(Dataset records)

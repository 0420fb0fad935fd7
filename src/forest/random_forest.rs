//! Random forest classifier over the fixed-order feature vector.
//!
//! An ensemble of CART trees, each fitted on a bootstrap sample with
//! sqrt-feature subsetting per split. Tree seeds are derived from the
//! forest seed and the tree index, so fitting is deterministic even
//! though trees are grown in parallel. Consumers only see the
//! `predict` / `predict_proba` contract.

use std::collections::HashMap;
use std::path::Path;

use chrono::{DateTime, Utc};
use rand::rngs::StdRng;
use rand::{Rng, SeedableRng};
use rayon::prelude::*;
use serde::{Deserialize, Serialize};

use crate::artifacts::{read_json, write_json};
use crate::error::{Result, RewearError};
use crate::features::FeatureProfile;
use crate::forest::tree::{DecisionTree, TreeParams};

/// Minimum rows required to fit a forest.
pub const MIN_TRAINING_SAMPLES: usize = 10;

/// Forest hyperparameters.
#[derive(Debug, Clone, Serialize, Deserialize)]
pub struct ForestConfig {
    /// Number of trees in the ensemble.
    pub n_trees: usize,
    /// Maximum depth of each tree.
    pub max_depth: usize,
    /// Minimum samples required to split a node.
    pub min_samples_split: usize,
    /// Minimum samples required in each child of a split.
    pub min_samples_leaf: usize,
    /// Seed for bootstrap sampling and feature subsetting.
    pub seed: u64,
}

impl Default for ForestConfig {
    fn default() -> Self {
        ForestConfig {
            n_trees: 100,
            max_depth: 15,
            min_samples_split: 5,
            min_samples_leaf: 2,
            seed: 42,
        }
    }
}

/// Metadata stamped onto a fitted model.
#[derive(Debug, Clone, Serialize, Deserialize)]
pub struct ModelMetadata {
    /// Model name/identifier.
    pub name: String,
    /// Artifact format version.
    pub version: String,
    /// Training timestamp.
    pub trained_at: DateTime<Utc>,
    /// Number of training examples used.
    pub training_examples: usize,
    /// Feature profile the model was trained with.
    pub profile: FeatureProfile,
    /// Ordered feature names, matching the profile.
    pub feature_names: Vec<String>,
    /// Number of target classes.
    pub n_classes: usize,
    /// Hyperparameters used for training.
    pub hyperparameters: HashMap<String, f64>,
    /// Metrics measured on the held-out split.
    pub validation_metrics: HashMap<String, f64>,
}

/// An ensemble of decision trees; immutable once fitted.
#[derive(Debug, Clone, Serialize, Deserialize)]
pub struct RandomForestClassifier {
    trees: Vec<DecisionTree>,
    config: ForestConfig,
    metadata: Option<ModelMetadata>,
}

impl RandomForestClassifier {
    /// Create an untrained forest with the given hyperparameters.
    pub fn new(config: ForestConfig) -> Self {
        RandomForestClassifier {
            trees: Vec::new(),
            config,
            metadata: None,
        }
    }

    /// Fit the forest on encoded rows.
    ///
    /// Rows must match the arity of `profile` and every label must be
    /// below `n_classes`.
    pub fn fit(
        &mut self,
        x: &[Vec<f64>],
        y: &[usize],
        n_classes: usize,
        profile: FeatureProfile,
    ) -> Result<()> {
        if x.len() != y.len() {
            return Err(RewearError::invalid_argument(format!(
                "feature rows ({}) and labels ({}) differ in length",
                x.len(),
                y.len()
            )));
        }
        if x.len() < MIN_TRAINING_SAMPLES {
            return Err(RewearError::InsufficientTrainingData {
                min_samples: MIN_TRAINING_SAMPLES,
                actual: x.len(),
            });
        }

        let arity = profile.arity();
        if let Some(row) = x.iter().find(|row| row.len() != arity) {
            return Err(RewearError::InvalidFeatureVector {
                expected: arity,
                actual: row.len(),
            });
        }
        if n_classes == 0 {
            return Err(RewearError::invalid_argument("n_classes must be positive"));
        }
        if let Some(&label) = y.iter().find(|&&label| label >= n_classes) {
            return Err(RewearError::invalid_argument(format!(
                "label {label} out of range for {n_classes} classes"
            )));
        }

        let params = TreeParams {
            max_depth: self.config.max_depth,
            min_samples_split: self.config.min_samples_split,
            min_samples_leaf: self.config.min_samples_leaf,
            max_features: sqrt_features(arity),
        };

        let n = x.len();
        let seed = self.config.seed;
        self.trees = (0..self.config.n_trees)
            .into_par_iter()
            .map(|t| {
                // Per-tree seed: deterministic regardless of scheduling.
                let mut rng = StdRng::seed_from_u64(seed.wrapping_add(t as u64));
                let sample: Vec<usize> = (0..n).map(|_| rng.random_range(0..n)).collect();
                let bx: Vec<Vec<f64>> = sample.iter().map(|&i| x[i].clone()).collect();
                let by: Vec<usize> = sample.iter().map(|&i| y[i]).collect();
                DecisionTree::fit(&bx, &by, n_classes, &params, &mut rng)
            })
            .collect();

        self.metadata = Some(ModelMetadata {
            name: "RandomForestClassifier".to_string(),
            version: "1.0".to_string(),
            trained_at: Utc::now(),
            training_examples: n,
            profile,
            feature_names: profile
                .feature_names()
                .iter()
                .map(|s| s.to_string())
                .collect(),
            n_classes,
            hyperparameters: HashMap::from([
                ("n_trees".to_string(), self.config.n_trees as f64),
                ("max_depth".to_string(), self.config.max_depth as f64),
                (
                    "min_samples_split".to_string(),
                    self.config.min_samples_split as f64,
                ),
                (
                    "min_samples_leaf".to_string(),
                    self.config.min_samples_leaf as f64,
                ),
                ("max_features".to_string(), params.max_features as f64),
                ("seed".to_string(), self.config.seed as f64),
            ]),
            validation_metrics: HashMap::new(),
        });

        Ok(())
    }

    /// Whether the forest has been fitted.
    pub fn is_trained(&self) -> bool {
        !self.trees.is_empty()
    }

    /// Metadata of the fitted model, if trained.
    pub fn metadata(&self) -> Option<&ModelMetadata> {
        self.metadata.as_ref()
    }

    /// Hyperparameters the forest was constructed with.
    pub fn config(&self) -> &ForestConfig {
        &self.config
    }

    /// Record a metric measured on held-out data.
    pub fn set_validation_metric(&mut self, name: &str, value: f64) -> Result<()> {
        let meta = self.metadata.as_mut().ok_or(RewearError::ModelNotTrained)?;
        meta.validation_metrics.insert(name.to_string(), value);
        Ok(())
    }

    /// Probability distribution over classes for one feature vector.
    pub fn predict_proba(&self, features: &[f64]) -> Result<Vec<f64>> {
        let meta = self.metadata.as_ref().ok_or(RewearError::ModelNotTrained)?;
        if self.trees.is_empty() {
            return Err(RewearError::ModelNotTrained);
        }
        if features.len() != meta.feature_names.len() {
            return Err(RewearError::InvalidFeatureVector {
                expected: meta.feature_names.len(),
                actual: features.len(),
            });
        }

        let mut acc = vec![0.0f64; meta.n_classes];
        for tree in &self.trees {
            for (slot, p) in acc.iter_mut().zip(tree.predict_proba(features)) {
                *slot += p;
            }
        }
        let count = self.trees.len() as f64;
        for slot in &mut acc {
            *slot /= count;
        }
        Ok(acc)
    }

    /// Predicted class code (argmax of the probability distribution,
    /// first class wins ties).
    pub fn predict(&self, features: &[f64]) -> Result<usize> {
        let proba = self.predict_proba(features)?;
        let mut best = 0;
        for (class, &p) in proba.iter().enumerate() {
            if p > proba[best] {
                best = class;
            }
        }
        Ok(best)
    }

    /// Save the model to a JSON file.
    pub fn save(&self, path: &Path) -> Result<()> {
        write_json(path, self)
    }

    /// Load a model from a JSON file.
    pub fn load(path: &Path) -> Result<Self> {
        read_json(path)
    }
}

/// sqrt(n_features), rounded, at least 1.
fn sqrt_features(n_features: usize) -> usize {
    ((n_features as f64).sqrt().round() as usize).max(1)
}
//! # Adapters
//!
//! Concrete implementations of the outbound ports.
//!
//! - `publisher` - event sinks (broadcast channel, test doubles)
//! - `engine` - scriptable in-memory discovery engine
//! - `config` - static and TOML configuration providers

pub mod config;
pub mod engine;
pub mod publisher;

pub use config::StaticConfigProvider;
pub use engine::InMemoryDiscoveryEngine;
pub use publisher::{
    BroadcastPeerPublisher, InMemoryPeerPublisher, NoOpPeerPublisher, DEFAULT_EVENT_CAPACITY,
};

#[cfg(feature = "toml-config")]
pub use config::{ConfigError, TomlConfigProvider};
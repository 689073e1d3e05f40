use tracing::{debug, trace};

use crate::domain::{
    require_udp_endpoint, translate, DiscoveryError, NodeRecord, PeerDiscoveryEvent, RecordInput,
};
use crate::service::core::{Counters, EnrDiscoveryService, ServiceInner};

impl ServiceInner {
    /// Lazy path: publish the record as a peer if it is dialable.
    ///
    /// Returns `true` when an event was published.
    pub(crate) fn ingest_record(&self, record: &NodeRecord) -> bool {
        let Some(peer) = translate(record) else {
            Counters::bump(&self.counters.records_ignored);
            trace!(node_id = %record.node_id(), "[enr] Record has no UDP endpoint, ignored");
            return false;
        };

        debug!(
            peer = %peer.peer_id,
            addrs = peer.addresses.len(),
            "[enr] Peer discovered"
        );
        let receivers = self.publisher.publish(PeerDiscoveryEvent::Peer(peer));
        Counters::bump(&self.counters.peers_emitted);
        trace!(receivers, "[enr] Peer event published");
        true
    }

    /// Strict path: refuse records without a UDP endpoint, store the rest.
    pub(crate) fn add_record(&self, record: NodeRecord) -> Result<(), DiscoveryError> {
        require_udp_endpoint(&record)?;
        let node_id = record.node_id();
        self.engine.add_record(record)?;
        debug!(%node_id, "[enr] Record added to engine store");
        Ok(())
    }
}

impl EnrDiscoveryService {
    /// Translate a record and publish it as a `"peer"` event.
    ///
    /// Records without a UDP endpoint are skipped without error.
    ///
    /// # Returns
    ///
    /// `Ok(true)` if an event was published, `Ok(false)` if the record was
    /// skipped.
    ///
    /// # Errors
    ///
    /// `Decode` if encoded input is malformed.
    pub fn ingest(&self, input: impl Into<RecordInput>) -> Result<bool, DiscoveryError> {
        let record = input.into().into_record()?;
        Ok(self.inner.ingest_record(&record))
    }

    /// Validate a trusted record and hand it to the engine store.
    ///
    /// # Errors
    ///
    /// - `Decode` if encoded input is malformed
    /// - `InvalidInput` if the record has no UDP endpoint; the engine is not
    ///   touched
    /// - `Engine` if the engine refuses the record
    pub fn add_record(&self, input: impl Into<RecordInput>) -> Result<(), DiscoveryError> {
        let record = input.into().into_record()?;
        self.inner.add_record(record)
    }
}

(End Dataset records)

Take from the listing above each line containing "TreeParams".

■ **Result**
use crate::forest::tree::{DecisionTree, TreeParams};
        let params = TreeParams {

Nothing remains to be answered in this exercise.